▸ **What you have to do**
From the first line of the data below, repeat each line exactly until you reach the line with "label column value."; include that line too.

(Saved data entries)
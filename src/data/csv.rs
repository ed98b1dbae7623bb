//! Delimited-text parsing for labeled score data.

use std::fs::File;
use std::io::{BufRead, BufReader};
use std::path::Path;

use tracing::debug;

use super::{DataError, LoadOptions, ScoredDataset};

/// Parse a label column value.
fn parse_label(value: &str, line: usize) -> Result<bool, DataError> {
    match value {
        "1" => Ok(true),
        "0" => Ok(false),
        other => match other.to_ascii_lowercase().as_str() {
            "true" => Ok(true),
            "false" => Ok(false),
            _ => Err(DataError::InvalidLabel {
                line,
                value: value.to_string(),
            }),
        },
    }
}

/// Parse a score column value.
fn parse_score(value: &str, line: usize) -> Result<f64, DataError> {
    value.parse().map_err(|_| DataError::InvalidScore {
        line,
        value: value.to_string(),
    })
}

/// Split a line into at least `want` columns.
fn split_columns<'a>(
    line: &'a str,
    delimiter: char,
    want: usize,
    line_num: usize,
) -> Result<Vec<&'a str>, DataError> {
    let parts: Vec<&str> = line.split(delimiter).map(str::trim).collect();
    if parts.len() < want {
        return Err(DataError::Parse {
            line: line_num,
            message: format!("Expected {} columns, got {}", want, parts.len()),
        });
    }
    Ok(parts)
}

/// Load a single dataset from a two-column (`label`, `score`) file.
///
/// The dataset is named after the file stem. Empty lines are skipped; the
/// header line is skipped when `options.has_header` is set.
///
/// # Errors
///
/// Returns [`DataError`] if the file cannot be read, a line is malformed,
/// or no data rows remain.
pub fn load_labeled_scores(path: &Path, options: &LoadOptions) -> Result<ScoredDataset, DataError> {
    let file = File::open(path)?;
    let reader = BufReader::new(file);

    let name = path
        .file_stem()
        .map(|s| s.to_string_lossy().into_owned())
        .unwrap_or_else(|| "dataset".to_string());

    let mut labels = Vec::new();
    let mut scores = Vec::new();

    for (line_idx, line_result) in reader.lines().enumerate() {
        let line = line_result?;
        let line = line.trim();
        if line.is_empty() {
            continue;
        }
        if options.has_header && line_idx == 0 {
            continue;
        }

        let line_num = line_idx + 1;
        let parts = split_columns(line, options.delimiter, 2, line_num)?;
        labels.push(parse_label(parts[0], line_num)?);
        scores.push(parse_score(parts[1], line_num)?);
    }

    if labels.is_empty() {
        return Err(DataError::Empty);
    }

    debug!(
        dataset = %name,
        observations = labels.len(),
        "loaded labeled scores"
    );
    Ok(ScoredDataset::new(name, labels, scores))
}

/// Load several named datasets from a three-column
/// (`dataset`, `label`, `score`) file.
///
/// Rows are grouped on the first column; datasets are returned in order of
/// first appearance.
///
/// # Errors
///
/// Returns [`DataError`] if the file cannot be read, a line is malformed,
/// or no data rows remain.
pub fn load_grouped_scores(
    path: &Path,
    options: &LoadOptions,
) -> Result<Vec<ScoredDataset>, DataError> {
    let file = File::open(path)?;
    let reader = BufReader::new(file);

    let mut datasets: Vec<ScoredDataset> = Vec::new();

    for (line_idx, line_result) in reader.lines().enumerate() {
        let line = line_result?;
        let line = line.trim();
        if line.is_empty() {
            continue;
        }
        if options.has_header && line_idx == 0 {
            continue;
        }

        let line_num = line_idx + 1;
        let parts = split_columns(line, options.delimiter, 3, line_num)?;
        let group = parts[0];
        let label = parse_label(parts[1], line_num)?;
        let score = parse_score(parts[2], line_num)?;

        match datasets.iter_mut().find(|d| d.name == group) {
            Some(dataset) => {
                dataset.labels.push(label);
                dataset.scores.push(score);
            }
            None => {
                datasets.push(ScoredDataset::new(group, vec![label], vec![score]));
            }
        }
    }

    if datasets.is_empty() {
        return Err(DataError::Empty);
    }

    debug!(
        datasets = datasets.len(),
        observations = datasets.iter().map(|d| d.len()).sum::<usize>(),
        "loaded grouped scores"
    );
    Ok(datasets)
}
//! Bootstrap resampling of the AUC.
//!
//! Each resample draws N indices uniformly with replacement and recomputes
//! the rank AUC on the resampled pairs. Resamples whose labels collapse to a
//! single class leave the AUC undefined; they are discarded without
//! consuming a slot, so the returned distribution may hold fewer than the
//! requested number of replicates.
//!
//! Every replicate seeds its own generator from the caller's seed and the
//! replicate index. This makes the distribution independent of execution
//! order, so the optional `parallel` feature produces bit-identical output
//! to the sequential path.

use rand::Rng;
use rand::SeedableRng;
use rand_xoshiro::Xoshiro256PlusPlus;

#[cfg(feature = "parallel")]
use rayon::prelude::*;

use super::rank::rank_auc;

/// Derive a per-replicate RNG seed from a base seed and a replicate index.
///
/// Mixes the pair through SplitMix64 so that consecutive indices yield
/// well-separated streams. Two replicates with the same base seed and index
/// always receive the same stream.
pub fn counter_rng_seed(seed: u64, counter: u64) -> u64 {
    splitmix64(seed ^ counter.wrapping_mul(0x9E37_79B9_7F4A_7C15))
}

/// SplitMix64 finalizer (Steele, Lea & Flood 2014).
fn splitmix64(mut z: u64) -> u64 {
    z = z.wrapping_add(0x9E37_79B9_7F4A_7C15);
    z = (z ^ (z >> 30)).wrapping_mul(0xBF58_476D_1CE4_E5B9);
    z = (z ^ (z >> 27)).wrapping_mul(0x94D0_49BB_1331_11EB);
    z ^ (z >> 31)
}

/// Compute the AUC of one resample, or `None` if it is single-class.
fn resample_auc(labels: &[bool], scores: &[f64], rng: &mut Xoshiro256PlusPlus) -> Option<f64> {
    let n = labels.len();
    let mut boot_labels = Vec::with_capacity(n);
    let mut boot_scores = Vec::with_capacity(n);
    let mut positives = 0usize;

    for _ in 0..n {
        let idx = rng.random_range(0..n);
        if labels[idx] {
            positives += 1;
        }
        boot_labels.push(labels[idx]);
        boot_scores.push(scores[idx]);
    }

    if positives == 0 || positives == n {
        return None;
    }
    Some(rank_auc(&boot_labels, &boot_scores))
}

/// Draw the bootstrap distribution of the AUC.
///
/// Runs `resamples` iterations, each resampling N observation pairs with
/// replacement and recomputing the rank AUC. Single-class resamples are
/// skipped, so the result may be shorter than `resamples` (and is empty in
/// the pathological case where every resample was single-class).
///
/// The returned values are in replicate order, not sorted.
///
/// # Arguments
///
/// * `labels` - Class per observation, `true` for positive
/// * `scores` - Score per observation, aligned by index
/// * `resamples` - Number of resamples to draw
/// * `seed` - Base seed; replicate `i` uses `counter_rng_seed(seed, i)`
///
/// # Panics
///
/// Panics if the slices differ in length or are empty. Observation-set
/// validation happens in [`estimate`](crate::estimate) before this runs.
pub fn bootstrap_auc_distribution(
    labels: &[bool],
    scores: &[f64],
    resamples: usize,
    seed: u64,
) -> Vec<f64> {
    assert_eq!(
        labels.len(),
        scores.len(),
        "labels and scores must have equal length"
    );
    assert!(!labels.is_empty(), "Cannot resample an empty observation set");

    #[cfg(feature = "parallel")]
    {
        (0..resamples)
            .into_par_iter()
            .filter_map(|i| {
                let mut rng =
                    Xoshiro256PlusPlus::seed_from_u64(counter_rng_seed(seed, i as u64));
                resample_auc(labels, scores, &mut rng)
            })
            .collect()
    }

    #[cfg(not(feature = "parallel"))]
    {
        (0..resamples)
            .filter_map(|i| {
                let mut rng =
                    Xoshiro256PlusPlus::seed_from_u64(counter_rng_seed(seed, i as u64));
                resample_auc(labels, scores, &mut rng)
            })
            .collect()
    }
}

#[cfg(test)]
mod tests {
    use super::*;

    fn toy() -> (Vec<bool>, Vec<f64>) {
        let labels = vec![false, true, true, false, true, false, true, false];
        let scores = vec![0.1, 0.9, 0.8, 0.3, 0.7, 0.2, 0.6, 0.4];
        (labels, scores)
    }

    #[test]
    fn deterministic_for_fixed_seed() {
        let (labels, scores) = toy();
        let a = bootstrap_auc_distribution(&labels, &scores, 200, 42);
        let b = bootstrap_auc_distribution(&labels, &scores, 200, 42);
        assert_eq!(a, b);
    }

    #[test]
    fn different_seeds_differ() {
        let (labels, scores) = toy();
        let a = bootstrap_auc_distribution(&labels, &scores, 200, 42);
        let b = bootstrap_auc_distribution(&labels, &scores, 200, 43);
        assert_ne!(a, b);
    }

    #[test]
    fn values_stay_in_unit_interval() {
        let (labels, scores) = toy();
        let dist = bootstrap_auc_distribution(&labels, &scores, 500, 7);
        assert!(!dist.is_empty());
        for &v in &dist {
            assert!((0.0..=1.0).contains(&v), "bootstrap AUC {} out of range", v);
        }
    }

    #[test]
    fn discarded_resamples_shrink_distribution() {
        // One positive among eight observations: many resamples miss it.
        let labels = [true, false, false, false, false, false, false, false];
        let scores = [0.9, 0.1, 0.2, 0.3, 0.4, 0.5, 0.6, 0.7];
        let dist = bootstrap_auc_distribution(&labels, &scores, 1000, 11);
        assert!(dist.len() < 1000, "expected some single-class discards");
    }

    #[test]
    fn counter_seeds_are_distinct() {
        let seeds: Vec<u64> = (0..64).map(|i| counter_rng_seed(42, i)).collect();
        let mut unique = seeds.clone();
        unique.sort_unstable();
        unique.dedup();
        assert_eq!(unique.len(), seeds.len());
    }
}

▸ **Exercise result**
filename src/data/csv.rs
repository ed98b1dbae7623bb
//! Delimited-text parsing for labeled score data.

use std::fs::File;
use std::io::{BufRead, BufReader};
use std::path::Path;

use tracing::debug;

use super::{DataError, LoadOptions, ScoredDataset};

/// Parse a label column value.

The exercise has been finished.